(Supplied records)

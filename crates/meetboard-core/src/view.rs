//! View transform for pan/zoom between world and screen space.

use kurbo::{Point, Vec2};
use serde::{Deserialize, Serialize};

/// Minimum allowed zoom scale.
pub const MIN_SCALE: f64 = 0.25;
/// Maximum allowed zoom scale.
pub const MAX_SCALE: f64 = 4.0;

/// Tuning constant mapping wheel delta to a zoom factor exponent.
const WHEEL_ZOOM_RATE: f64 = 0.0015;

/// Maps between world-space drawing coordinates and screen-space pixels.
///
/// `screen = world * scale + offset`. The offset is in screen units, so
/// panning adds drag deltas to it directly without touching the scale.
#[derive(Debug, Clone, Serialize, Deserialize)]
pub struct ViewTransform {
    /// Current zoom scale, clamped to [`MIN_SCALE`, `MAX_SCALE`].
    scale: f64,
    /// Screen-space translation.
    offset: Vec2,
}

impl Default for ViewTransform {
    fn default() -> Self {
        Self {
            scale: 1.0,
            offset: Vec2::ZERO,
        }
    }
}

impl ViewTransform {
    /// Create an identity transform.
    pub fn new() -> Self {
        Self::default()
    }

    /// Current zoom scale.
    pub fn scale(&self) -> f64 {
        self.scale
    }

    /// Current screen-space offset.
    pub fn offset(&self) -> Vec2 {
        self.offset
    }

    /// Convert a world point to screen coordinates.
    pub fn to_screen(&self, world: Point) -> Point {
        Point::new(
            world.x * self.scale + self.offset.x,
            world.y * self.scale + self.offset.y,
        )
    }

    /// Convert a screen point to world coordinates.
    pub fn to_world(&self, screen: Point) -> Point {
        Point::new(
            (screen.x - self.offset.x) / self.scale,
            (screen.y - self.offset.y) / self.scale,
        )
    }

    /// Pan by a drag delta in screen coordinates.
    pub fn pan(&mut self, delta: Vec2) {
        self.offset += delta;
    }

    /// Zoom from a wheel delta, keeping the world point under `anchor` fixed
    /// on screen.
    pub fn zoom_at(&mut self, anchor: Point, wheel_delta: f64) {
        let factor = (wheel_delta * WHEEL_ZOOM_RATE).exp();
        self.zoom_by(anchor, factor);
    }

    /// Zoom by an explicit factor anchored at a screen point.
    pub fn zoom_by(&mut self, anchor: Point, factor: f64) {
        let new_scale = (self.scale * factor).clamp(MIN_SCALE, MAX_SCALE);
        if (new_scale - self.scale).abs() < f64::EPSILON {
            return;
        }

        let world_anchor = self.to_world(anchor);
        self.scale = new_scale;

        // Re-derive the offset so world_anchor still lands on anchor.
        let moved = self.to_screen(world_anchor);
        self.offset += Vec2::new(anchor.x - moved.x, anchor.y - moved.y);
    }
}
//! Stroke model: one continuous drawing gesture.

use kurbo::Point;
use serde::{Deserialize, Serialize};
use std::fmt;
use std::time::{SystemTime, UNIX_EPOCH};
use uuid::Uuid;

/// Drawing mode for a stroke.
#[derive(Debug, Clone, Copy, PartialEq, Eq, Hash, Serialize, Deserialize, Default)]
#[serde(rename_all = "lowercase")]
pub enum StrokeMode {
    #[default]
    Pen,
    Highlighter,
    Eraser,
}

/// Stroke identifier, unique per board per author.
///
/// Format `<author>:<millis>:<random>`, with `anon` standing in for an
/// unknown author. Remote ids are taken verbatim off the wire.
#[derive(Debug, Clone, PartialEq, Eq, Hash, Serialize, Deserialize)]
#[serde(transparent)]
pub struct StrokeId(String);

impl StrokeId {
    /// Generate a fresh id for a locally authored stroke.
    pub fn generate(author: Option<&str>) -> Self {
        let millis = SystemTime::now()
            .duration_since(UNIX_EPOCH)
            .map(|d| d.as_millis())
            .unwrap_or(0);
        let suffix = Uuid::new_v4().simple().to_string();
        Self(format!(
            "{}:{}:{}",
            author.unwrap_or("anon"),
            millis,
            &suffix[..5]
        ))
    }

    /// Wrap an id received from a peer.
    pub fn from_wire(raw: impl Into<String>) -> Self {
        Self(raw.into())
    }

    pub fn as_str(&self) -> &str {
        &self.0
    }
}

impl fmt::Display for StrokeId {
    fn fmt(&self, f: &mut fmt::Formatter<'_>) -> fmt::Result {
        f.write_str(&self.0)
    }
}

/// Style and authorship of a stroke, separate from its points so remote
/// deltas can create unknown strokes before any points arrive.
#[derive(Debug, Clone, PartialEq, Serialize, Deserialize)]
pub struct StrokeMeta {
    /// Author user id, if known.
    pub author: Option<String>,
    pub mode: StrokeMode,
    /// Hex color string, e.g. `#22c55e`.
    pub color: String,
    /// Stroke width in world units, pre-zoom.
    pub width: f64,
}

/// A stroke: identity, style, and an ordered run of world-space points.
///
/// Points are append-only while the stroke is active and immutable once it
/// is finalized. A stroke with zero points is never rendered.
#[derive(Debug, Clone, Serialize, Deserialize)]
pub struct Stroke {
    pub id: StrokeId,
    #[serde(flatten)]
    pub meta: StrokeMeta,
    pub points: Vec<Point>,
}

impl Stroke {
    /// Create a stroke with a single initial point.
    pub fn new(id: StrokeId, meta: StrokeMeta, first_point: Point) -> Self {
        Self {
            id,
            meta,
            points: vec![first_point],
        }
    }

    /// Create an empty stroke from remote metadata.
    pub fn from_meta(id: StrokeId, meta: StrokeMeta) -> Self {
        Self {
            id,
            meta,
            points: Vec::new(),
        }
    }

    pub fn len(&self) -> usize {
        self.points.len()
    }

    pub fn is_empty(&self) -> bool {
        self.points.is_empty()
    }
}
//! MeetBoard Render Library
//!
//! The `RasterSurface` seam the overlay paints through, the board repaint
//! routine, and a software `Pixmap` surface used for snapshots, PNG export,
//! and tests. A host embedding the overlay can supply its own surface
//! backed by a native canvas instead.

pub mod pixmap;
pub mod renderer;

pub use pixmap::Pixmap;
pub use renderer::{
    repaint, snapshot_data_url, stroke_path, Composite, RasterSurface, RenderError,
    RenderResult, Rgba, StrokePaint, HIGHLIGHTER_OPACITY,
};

(End Supplied records)

◆ **Try it**
Go through the entries and return each line where the word "units" occurs.

◆ **Solution for this task**
/// `screen = world * scale + offset`. The offset is in screen units, so
    /// Stroke width in world units, pre-zoom.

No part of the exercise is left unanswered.